Each simulation may contain
one or more of seven types of speciation, batch-reaction, and transport calculations:
(1) initial solution speciation, (2) determination of the composition of an
exchange assemblage in equilibrium with a fixed solution composition, (3)
determination of the composition of a surface assemblage in equilibrium with a
fixed solution composition, (4) determination of the composition of a
fixed-volume gas phase in equilibrium with a fixed solution composition, (5)
calculation of chemical composition as a result of batch reactions, which
include mixing; kinetically controlled reactions; net addition or removal of
elements from solution, termed “net stoichiometric reaction”; variation in
temperature and pressure; equilibration with assemblages of pure phases,
exchangers, surfaces, and (or) solid solutions; and equilibration with a gas phase
at a fixed total pressure or fixed volume, (6) advective-reactive transport, or
(7) advective-dispersive-reactive transport.

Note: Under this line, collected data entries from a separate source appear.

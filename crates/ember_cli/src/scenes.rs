//! Built-in demo scenes.

use std::path::Path;
use std::sync::Arc;

use anyhow::{bail, Context, Result};
use clap::ValueEnum;
use ember_renderer::{
    quad_box, Background, BvhNode, Camera, CheckerTexture, Color, ConstantMedium, Dielectric, DiffuseLight,
    Hittable, HittableList, ImageTexture, Lambertian, Material, Metal, NoiseTexture, Perlin, Quad, RotateY,
    Sphere, Texture, Translate, Vec3,
};
use rand::{Rng, RngCore};

const SKY: Background = Background::Sky;
const BLACK: Background = Background::Solid(Color::ZERO);

#[derive(Debug, Clone, Copy, PartialEq, Eq, ValueEnum)]
pub enum SceneKind {
    /// Ground plane covered in small random spheres around three large ones
    RandomSpheres,
    /// Two checkered spheres stacked on each other
    TwoSpheres,
    /// Marble-textured ground and sphere
    TwoPerlinSpheres,
    /// Five coloured quads facing the camera
    Quads,
    /// Perlin spheres lit by an emissive sphere and quad
    SimpleLight,
    /// Cornell box with two rotated blocks
    CornellBox,
    /// Cornell box with the blocks replaced by smoke
    CornellSmoke,
    /// Image-textured globe (needs --texture)
    Earth,
}

/// A ready-to-render world with its camera (resolution still unset).
pub struct Scene {
    pub world: BvhNode,
    pub camera: Camera,
    pub background: Background,
    /// Width over height of the intended framing
    pub aspect_ratio: f32,
}

impl Scene {
    fn new(world: HittableList, camera: Camera, background: Background, aspect_ratio: f32) -> Self {
        Self {
            world: BvhNode::from_list(world),
            camera,
            background,
            aspect_ratio,
        }
    }
}

/// Build the named scene. Random placement and Perlin tables draw from `rng`.
pub fn build(kind: SceneKind, texture: Option<&Path>, rng: &mut dyn RngCore) -> Result<Scene> {
    log::info!("Building scene {:?}", kind);
    let scene = match kind {
        SceneKind::RandomSpheres => random_spheres(rng)?,
        SceneKind::TwoSpheres => two_spheres()?,
        SceneKind::TwoPerlinSpheres => two_perlin_spheres(rng)?,
        SceneKind::Quads => quads(),
        SceneKind::SimpleLight => simple_light(rng)?,
        SceneKind::CornellBox => cornell_box(false)?,
        SceneKind::CornellSmoke => cornell_box(true)?,
        SceneKind::Earth => match texture {
            Some(path) => earth(path)?,
            None => bail!("the earth scene needs an image passed with --texture"),
        },
    };
    Ok(scene)
}

fn camera(look_from: Vec3, look_at: Vec3, vfov: f32) -> Camera {
    Camera::new()
        .with_position(look_from, look_at, Vec3::Y)
        .with_lens(vfov, 0.0, 10.0)
}

fn lambertian(color: Color) -> Arc<dyn Material> {
    Arc::new(Lambertian::from_color(color))
}

fn ground_checker() -> Arc<dyn Texture> {
    Arc::new(CheckerTexture::uv(
        0.05,
        Color::new(0.2, 0.3, 0.1),
        Color::new(0.9, 0.9, 0.9),
    ))
}

fn random_color(rng: &mut dyn RngCore) -> Color {
    Color::new(rng.gen(), rng.gen(), rng.gen())
}

fn random_spheres(rng: &mut dyn RngCore) -> Result<Scene> {
    let mut world = HittableList::new();

    let ground = Arc::new(Lambertian::new(ground_checker()));
    world.add(Box::new(Sphere::new(Vec3::new(0.0, -1000.0, 0.0), 1000.0, ground)?));

    for a in -11..=11 {
        for b in -11..=11 {
            let choose_mat: f32 = rng.gen();
            let center = Vec3::new(
                a as f32 + 0.9 * rng.gen::<f32>(),
                0.2,
                b as f32 + 0.9 * rng.gen::<f32>(),
            );

            if (center - Vec3::new(4.0, 0.2, 0.0)).length() <= 0.9 {
                continue;
            }

            let sphere = if choose_mat < 0.8 {
                // Diffuse, bouncing upwards during the exposure
                let albedo = random_color(rng) * random_color(rng);
                let center1 = center + Vec3::new(0.0, rng.gen_range(0.0..0.5), 0.0);
                Sphere::moving(center, center1, 0.2, lambertian(albedo))?
            } else if choose_mat < 0.95 {
                let albedo = 0.5 * random_color(rng) + Color::splat(0.5);
                let fuzz = rng.gen_range(0.0..0.5);
                Sphere::new(center, 0.2, Arc::new(Metal::from_color(albedo, fuzz)))?
            } else {
                Sphere::new(center, 0.2, Arc::new(Dielectric::new(1.5)))?
            };
            world.add(Box::new(sphere));
        }
    }

    world.add(Box::new(Sphere::new(Vec3::new(0.0, 1.0, 0.0), 1.0, Arc::new(Dielectric::new(1.5)))?));
    world.add(Box::new(Sphere::new(
        Vec3::new(-4.0, 1.0, 0.0),
        1.0,
        lambertian(Color::new(0.4, 0.2, 0.1)),
    )?));
    world.add(Box::new(Sphere::new(
        Vec3::new(4.0, 1.0, 0.0),
        1.0,
        Arc::new(Metal::from_color(Color::new(0.7, 0.6, 0.5), 0.0)),
    )?));

    let camera = camera(Vec3::new(13.0, 2.0, 3.0), Vec3::ZERO, 20.0).with_lens(20.0, 0.6, 10.0);
    Ok(Scene::new(world, camera, SKY, 16.0 / 9.0))
}

fn two_spheres() -> Result<Scene> {
    let mut world = HittableList::new();
    let checker: Arc<dyn Material> = Arc::new(Lambertian::new(ground_checker()));

    world.add(Box::new(Sphere::new(Vec3::new(0.0, -10.0, 0.0), 10.0, Arc::clone(&checker))?));
    world.add(Box::new(Sphere::new(Vec3::new(0.0, 10.0, 0.0), 10.0, checker)?));

    let camera = camera(Vec3::new(13.0, 2.0, 3.0), Vec3::ZERO, 20.0);
    Ok(Scene::new(world, camera, SKY, 16.0 / 9.0))
}

fn perlin_ground_and_sphere(world: &mut HittableList, scale: f32, rng: &mut dyn RngCore) -> Result<()> {
    let marble: Arc<dyn Material> = Arc::new(Lambertian::new(Arc::new(NoiseTexture::new(scale, Perlin::new(rng)))));
    world.add(Box::new(Sphere::new(Vec3::new(0.0, -1000.0, 0.0), 1000.0, Arc::clone(&marble))?));
    world.add(Box::new(Sphere::new(Vec3::new(0.0, 2.0, 0.0), 2.0, marble)?));
    Ok(())
}

fn two_perlin_spheres(rng: &mut dyn RngCore) -> Result<Scene> {
    let mut world = HittableList::new();
    perlin_ground_and_sphere(&mut world, 2.0, rng)?;

    let camera = camera(Vec3::new(13.0, 2.0, 3.0), Vec3::ZERO, 20.0);
    Ok(Scene::new(world, camera, SKY, 16.0 / 9.0))
}

fn quads() -> Scene {
    let mut world = HittableList::new();

    let left_red = lambertian(Color::new(1.0, 0.2, 0.2));
    let back_green = lambertian(Color::new(0.2, 1.0, 0.2));
    let right_blue = lambertian(Color::new(0.2, 0.2, 1.0));
    let upper_orange = lambertian(Color::new(1.0, 0.5, 0.0));
    let lower_teal = lambertian(Color::new(0.2, 0.8, 0.8));

    let sides = [
        (Vec3::new(-3.0, -2.0, 5.0), Vec3::new(0.0, 0.0, -4.0), Vec3::new(0.0, 4.0, 0.0), left_red),
        (Vec3::new(-2.0, -2.0, 0.0), Vec3::new(4.0, 0.0, 0.0), Vec3::new(0.0, 4.0, 0.0), back_green),
        (Vec3::new(3.0, -2.0, 1.0), Vec3::new(0.0, 0.0, 4.0), Vec3::new(0.0, 4.0, 0.0), right_blue),
        (Vec3::new(-2.0, 3.0, 1.0), Vec3::new(4.0, 0.0, 0.0), Vec3::new(0.0, 0.0, 4.0), upper_orange),
        (Vec3::new(-2.0, -3.0, 5.0), Vec3::new(4.0, 0.0, 0.0), Vec3::new(0.0, 0.0, -4.0), lower_teal),
    ];
    for (q, u, v, material) in sides {
        world.add(Box::new(Quad::new(q, u, v, material)));
    }

    let camera = camera(Vec3::new(0.0, 0.0, 9.0), Vec3::ZERO, 80.0);
    Scene::new(world, camera, SKY, 1.0)
}

fn simple_light(rng: &mut dyn RngCore) -> Result<Scene> {
    let mut world = HittableList::new();
    perlin_ground_and_sphere(&mut world, 4.0, rng)?;

    let light: Arc<dyn Material> = Arc::new(DiffuseLight::from_color(Color::splat(4.0)));
    world.add(Box::new(Sphere::new(Vec3::new(0.0, 7.0, 0.0), 2.0, Arc::clone(&light))?));
    world.add(Box::new(Quad::new(
        Vec3::new(3.0, 1.0, -2.0),
        Vec3::new(2.0, 0.0, 0.0),
        Vec3::new(0.0, 2.0, 0.0),
        light,
    )));

    let camera = camera(Vec3::new(26.0, 3.0, 6.0), Vec3::new(0.0, 2.0, 0.0), 20.0);
    Ok(Scene::new(world, camera, BLACK, 16.0 / 9.0))
}

/// Unit-scale box, spun about Y and moved into place.
fn placed_box(size: Vec3, degrees: f32, offset: Vec3, material: Arc<dyn Material>) -> Box<dyn Hittable> {
    let sides = quad_box(Vec3::ZERO, size, material);
    let rotated = RotateY::new(Box::new(sides), degrees);
    Box::new(Translate::new(Box::new(rotated), offset))
}

fn cornell_box(smoke: bool) -> Result<Scene> {
    let mut world = HittableList::new();

    let red = lambertian(Color::new(0.65, 0.05, 0.05));
    let white = lambertian(Color::splat(0.73));
    let green = lambertian(Color::new(0.12, 0.45, 0.15));
    let light: Arc<dyn Material> = Arc::new(DiffuseLight::from_color(Color::splat(15.0)));

    let x = Vec3::new(555.0, 0.0, 0.0);
    let y = Vec3::new(0.0, 555.0, 0.0);
    let z = Vec3::new(0.0, 0.0, 555.0);

    world.add(Box::new(Quad::new(x, y, z, green)));
    world.add(Box::new(Quad::new(Vec3::ZERO, y, z, red)));
    world.add(Box::new(Quad::new(
        Vec3::new(343.0, 554.0, 332.0),
        Vec3::new(-130.0, 0.0, 0.0),
        Vec3::new(0.0, 0.0, -105.0),
        light,
    )));
    world.add(Box::new(Quad::new(Vec3::ZERO, x, z, Arc::clone(&white))));
    world.add(Box::new(Quad::new(Vec3::splat(555.0), -x, -z, Arc::clone(&white))));
    world.add(Box::new(Quad::new(z, x, y, Arc::clone(&white))));

    let tall = placed_box(
        Vec3::new(165.0, 330.0, 165.0),
        15.0,
        Vec3::new(265.0, 0.0, 295.0),
        Arc::clone(&white),
    );
    let short = placed_box(Vec3::splat(165.0), -18.0, Vec3::new(130.0, 0.0, 65.0), white);

    if smoke {
        world.add(Box::new(ConstantMedium::new(tall, 0.01, Color::ZERO)?));
        world.add(Box::new(ConstantMedium::new(short, 0.01, Color::ONE)?));
    } else {
        world.add(tall);
        world.add(short);
    }

    let camera = camera(Vec3::new(278.0, 278.0, -800.0), Vec3::new(278.0, 278.0, 0.0), 40.0);
    Ok(Scene::new(world, camera, BLACK, 1.0))
}

fn earth(path: &Path) -> Result<Scene> {
    let texture = ImageTexture::load(path)
        .with_context(|| format!("Failed to load texture {}", path.display()))?;

    let mut world = HittableList::new();
    let surface = Arc::new(Lambertian::new(Arc::new(texture)));
    world.add(Box::new(Sphere::new(Vec3::ZERO, 2.0, surface)?));

    let camera = camera(Vec3::new(0.0, 0.0, 12.0), Vec3::ZERO, 20.0);
    Ok(Scene::new(world, camera, SKY, 16.0 / 9.0))
}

The combination of capabilities
allows the modeling of complex geochemical reactions and transport processes
during one or more simulations.
In addition to speciation,
batch-reaction, and transport calculations, the code may be used for inverse
modeling, by which net chemical reactions are deduced that account for
composition differences between an initial water or a mixture of initial waters
and a final water.
PHREEQC was designed to
eliminate some of the input errors due to complicated data formatting in Fortran-type
input files. Data for the program are free format; spaces or tabs may be used
to delimit input fields (except SOLUTION_SPREAD,
which is delimited only with tabs); blank lines are ignored. Keyword data
blocks within a simulation may be entered in any order. However, data elements
entered on a single line are order specific. As much as possible, the program
is case insensitive. However, chemical formulas are case sensitive.

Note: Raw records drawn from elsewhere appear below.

//! Participating media (smoke, fog) of constant density.

use crate::error::ConfigError;
use crate::hittable::{HitRecord, Hittable};
use crate::material::{Color, Isotropic};
use ember_math::sampling::gen_f32;
use ember_math::{Aabb, Interval, Ray, Vec3};
use rand::RngCore;

/// Offset past the entry point when searching for the exit point.
const EXIT_SEARCH_EPSILON: f32 = 1e-4;

/// A volume of uniform density filling a closed boundary.
///
/// A ray passing through scatters at an exponentially distributed distance;
/// if that distance lies beyond the far side of the boundary the ray passes
/// straight through.
pub struct ConstantMedium {
    boundary: Box<dyn Hittable>,
    density: f32,
    phase_function: Isotropic,
}

impl ConstantMedium {
    pub fn new(boundary: Box<dyn Hittable>, density: f32, albedo: Color) -> Result<Self, ConfigError> {
        if !density.is_finite() {
            return Err(ConfigError::NonFiniteDensity(density));
        }
        if density < 0.0 {
            return Err(ConfigError::NegativeDensity(density));
        }

        Ok(Self {
            boundary,
            density,
            phase_function: Isotropic::new(albedo),
        })
    }

    pub fn density(&self) -> f32 {
        self.density
    }
}

impl Hittable for ConstantMedium {
    fn hit<'a>(&'a self, ray: &Ray, ray_t: Interval, rng: &mut dyn RngCore) -> Option<HitRecord<'a>> {
        let entry = self.boundary.hit(ray, Interval::UNIVERSE, rng)?;
        let exit = self
            .boundary
            .hit(ray, Interval::new(entry.t + EXIT_SEARCH_EPSILON, f32::INFINITY), rng)?;

        let mut t_entry = entry.t.max(ray_t.min);
        let t_exit = exit.t.min(ray_t.max);
        if t_entry >= t_exit {
            return None;
        }
        t_entry = t_entry.max(0.0);

        let ray_length = ray.direction.length();
        let distance_inside_boundary = (t_exit - t_entry) * ray_length;
        let hit_distance = -gen_f32(rng).ln() / self.density;
        if hit_distance > distance_inside_boundary {
            return None;
        }

        let t = t_entry + hit_distance / ray_length;

        // Volumetric hits have no surface; the normal and face are arbitrary
        Some(HitRecord {
            p: ray.at(t),
            normal: Vec3::X,
            material: &self.phase_function,
            u: 0.0,
            v: 0.0,
            t,
            front_face: true,
        })
    }

    fn bounding_box(&self) -> Aabb {
        self.boundary.bounding_box()
    }
}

The following conventions are
used for data input to PHREEQC:
Keywords --Input data blocks are identified with an initial keyword. This
word must be spelled exactly, although case is not important. Several of the
keywords have synonyms. For example, PURE_PHASES is a synonym
for EQUILIBRIUM_PHASES.
Identifiers --Identifiers are options that may be used within a keyword data
block. Identifiers may have two forms: (1) they may be spelled completely and
exactly (case insensitive) or (2) they may be preceded by a hyphen and then
only enough characters to uniquely define the identifier are needed. The form
with the hyphen is always acceptable and is recommended. Usually, the form
without the hyphen is acceptable, but in some cases the hyphen is needed to
indicate the word is an identifier rather than an identically spelled keyword;
these cases are noted in the definitions of the identifiers in the following
sections. In this report, the form with the hyphen is used except for
identifiers of the SOLUTION
keyword and the identifiers log_k and delta_h
. The hyphen in the identifier never implies that the negative of a quantity is
entered.
Chemical
equations --For aqueous, exchange, and
surface species, chemical reactions must be association reactions,
with the defined species occurring in the first position after the equal sign.
For phases, chemical reactions must be dissolution reactions with the
formula for the defined phase occurring in the first position on the left-hand
side of the equation. Additional terms on the left-hand side are allowed. All
chemical equations must contain an equal sign, “=”. In addition, left- and right-hand
sides of all chemical equations must balance in numbers of atoms of each
element and total charge. All equations are checked for these criteria at
runtime, unless they are specifically excepted. Nested parentheses in chemical
formulas are acceptable. Spaces and tabs within chemical equations are ignored.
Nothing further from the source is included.